A systematic review of HIV epidemiology and risk factors among MSM in Sub-Saharan Africa

Published: August 1, 2008

A systematic review of HIV epidemiology and risk factors among MSM in Sub-Saharan Africa

Background: The epidemic of HIV in Sub-Saharan Africa is driven by multiple factors, yet the role of male same-sex behaviors has been largely excluded from HIV surveillance and research. Epidemiologic data for MSM in Africa are among the sparsest globally, but there is evidence that male to male sexual contact is a risk for men on this continent as on all others. Grassroots efforts are underway to characterize HIV risks of MSM beyond calling for recognition of their existence. A greater understanding of the drivers of infectious disease epidemics among these men is needed to design prevention and surveillance strategies and advocate for funding for these efforts.

Methods: A systematic review using the QUORUM protocol.

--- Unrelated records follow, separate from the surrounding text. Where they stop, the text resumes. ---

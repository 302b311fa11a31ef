//! Shopping cart module.
//!
//! Contains the cart value type and its line items.

mod cart;

pub use cart::{Cart, LineItem};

Results: As of January, 2008, there is published HIV prevalence data available for MSM in Kenya, Senegal, and Sudan. Prevalence rates in these studies ranged from 9.3% in Sudan, 21.5% in Senegal, and to 43% in Kenya which are all higher than the general population prevalence in these countries. Studies of prevalence of HIV risk factors were available from other countries including Zambia and Nigeria suggesting high rates of unprotected anal intercourse and low levels of HIV related knowledge among African MSM.

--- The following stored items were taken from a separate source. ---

//! Cart commands.

use anyhow::Result;
use rocket_cart::{Cart, CartStore, ProductId};
use serde_json::json;

use super::{AmountArgs, ProductArgs, ShowArgs};
use crate::context::Context;
use crate::output::format_price;

const COLUMNS: [&str; 5] = ["ID", "PRODUCT", "PRICE", "AMOUNT", "SUBTOTAL"];

/// Show the cart.
pub async fn show(args: ShowArgs, ctx: &Context) -> Result<()> {
    let store = ctx.open_store()?;
    let cart = store.cart();

    if args.count {
        if ctx.output.is_json() {
            ctx.output.json(&json!({ "count": cart.len() }));
        } else {
            println!("{}", cart.len());
        }
        return Ok(());
    }

    print_cart(&cart, ctx);
    Ok(())
}

/// Add one unit of a product.
pub async fn add(args: ProductArgs, ctx: &Context) -> Result<()> {
    let store = ctx.open_store()?;

    let before = ctx.notifier.emitted();
    let spinner = ctx.output.spinner(&format!("Adding product {}...", args.id));
    store.add_product(args.id).await;
    spinner.finish_and_clear();

    if ctx.notifier.emitted() == before {
        if let Some(item) = store.cart().get(args.id) {
            ctx.output.success(&format!("Added {} (amount: {})", item.title, item.amount));
        }
    }
    report(&store, ctx);
    Ok(())
}

/// Remove a product's line.
pub async fn remove(args: ProductArgs, ctx: &Context) -> Result<()> {
    let store = ctx.open_store()?;

    let before = ctx.notifier.emitted();
    let title = product_title(&store.cart(), args.id);
    store.remove_product(args.id).await;

    if ctx.notifier.emitted() == before {
        ctx.output.success(&format!("Removed {}", title));
    }
    report(&store, ctx);
    Ok(())
}

/// Set a product's amount.
pub async fn update(args: AmountArgs, ctx: &Context) -> Result<()> {
    if args.amount <= 0 {
        ctx.output.warn(&format!(
            "Amount must be at least 1, got {}; cart unchanged",
            args.amount
        ));
        return Ok(());
    }

    let store = ctx.open_store()?;

    let before = ctx.notifier.emitted();
    let spinner = ctx.output.spinner(&format!("Checking stock for product {}...", args.id));
    store.update_product_amount(args.id, args.amount).await;
    spinner.finish_and_clear();

    if ctx.notifier.emitted() == before {
        ctx.output.success(&format!(
            "Set {} to {}",
            product_title(&store.cart(), args.id),
            args.amount
        ));
    }
    report(&store, ctx);
    Ok(())
}

fn product_title(cart: &Cart, id: ProductId) -> String {
    cart.get(id)
        .map(|item| item.title.clone())
        .unwrap_or_else(|| format!("product {}", id))
}

// JSON mode always ends with the cart as it now stands.
fn report(store: &CartStore, ctx: &Context) {
    if ctx.output.is_json() {
        print_cart(&store.cart(), ctx);
    }
}

/// JSON form of the cart printed by every cart command in `--json` mode.
pub fn cart_json(cart: &Cart) -> serde_json::Value {
    json!({
        "items": cart,
        "count": cart.len(),
        "units": cart.item_count(),
        "total": cart.total(),
    })
}

fn print_cart(cart: &Cart, ctx: &Context) {
    if ctx.output.is_json() {
        ctx.output.json(&cart_json(cart));
        return;
    }

    if cart.is_empty() {
        ctx.output.info("Cart is empty");
        return;
    }

    let rows: Vec<[String; 5]> = cart
        .iter()
        .map(|item| {
            [
                item.id.to_string(),
                item.title.clone(),
                format_price(item.price),
                item.amount.to_string(),
                format_price(item.subtotal()),
            ]
        })
        .collect();

    let mut widths = COLUMNS.map(|col| col.len());
    for row in &rows {
        for (width, col) in widths.iter_mut().zip(row) {
            *width = (*width).max(col.chars().count());
        }
    }

    ctx.output.header("Cart");
    ctx.output.table_row(&COLUMNS, &widths);
    for row in &rows {
        let cols: Vec<&str> = row.iter().map(String::as_str).collect();
        ctx.output.table_row(&cols, &widths);
    }
    println!();
    ctx.output.kv("Items", &cart.item_count().to_string());
    ctx.output.kv("Total", &format_price(cart.total()));
}

#[cfg(test)]
mod tests {
    use super::*;
    use rocket_cart::{LineItem, Product};

    fn line(id: u64, price: f64, amount: i64) -> LineItem {
        LineItem {
            amount,
            ..LineItem::from_product(Product::new(id, format!("Shoe {id}"), price, "img"))
        }
    }

    #[test]
    fn test_cart_json_shape() {
        let cart = Cart::from_items(vec![line(1, 100.0, 2), line(2, 50.0, 1)]);

        let value = cart_json(&cart);
        assert_eq!(value["count"], 2);
        assert_eq!(value["units"], 3);
        assert_eq!(value["total"], 250.0);
        assert_eq!(value["items"][0]["id"], 1);
        assert_eq!(value["items"][0]["amount"], 2);
        assert_eq!(value["items"][1]["title"], "Shoe 2");
    }

    #[test]
    fn test_empty_cart_json() {
        let value = cart_json(&Cart::new());
        assert_eq!(value, json!({ "items": [], "count": 0, "units": 0, "total": 0.0 }));
    }

    #[tokio::test]
    async fn test_update_below_one_leaves_store_untouched() {
        let dir = tempfile::tempdir().unwrap();
        let ctx = Context::in_dir(dir.path());

        let args = AmountArgs {
            id: ProductId::new(7),
            amount: 0,
        };
        update(args, &ctx).await.unwrap();

        assert!(!ctx.storage_path().exists());
        assert_eq!(ctx.notifier.emitted(), 0);
    }

    #[tokio::test]
    async fn test_remove_absent_product_emits_notice() {
        let dir = tempfile::tempdir().unwrap();
        let ctx = Context::in_dir(dir.path());

        remove(ProductArgs { id: ProductId::new(7) }, &ctx).await.unwrap();

        assert_eq!(ctx.notifier.emitted(), 1);
        assert!(!ctx.storage_path().exists());
    }

    #[tokio::test]
    async fn test_show_reads_persisted_cart() {
        let dir = tempfile::tempdir().unwrap();
        let ctx = Context::in_dir(dir.path());
        let snapshot = serde_json::to_string(&Cart::from_items(vec![line(3, 10.0, 1)])).unwrap();
        rocket_cache::KeyValueStore::set(
            &rocket_cache::FileStore::open(ctx.storage_path()),
            &rocket_cart::cart_storage_key(),
            &snapshot,
        )
        .unwrap();

        let store = ctx.open_store().unwrap();
        assert_eq!(store.cart().amount_of(ProductId::new(3)), 1);
        show(ShowArgs { count: false }, &ctx).await.unwrap();
        assert_eq!(ctx.notifier.emitted(), 0);
    }
}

Conclusions: African MSM are underserviced and marginalized. HIV rates are higher than among other men, and there is limited knowledge of the health related risks of anal intercourse. Efforts at increasing access of MSM to health and social services have largely been driven by community based organizations rather than nationally funded HIV programs. These efforts have been hampered by the systemic stigmatization targeting MSM in much of Africa manifesting in violence, anti-sodomy laws, and exclusion from AIDS strategies. To comprehensively address the HIV epidemic, African national AIDS strategies should allocate funds based on evidence, ensuring that the right to healthcare is respected for all those at risk.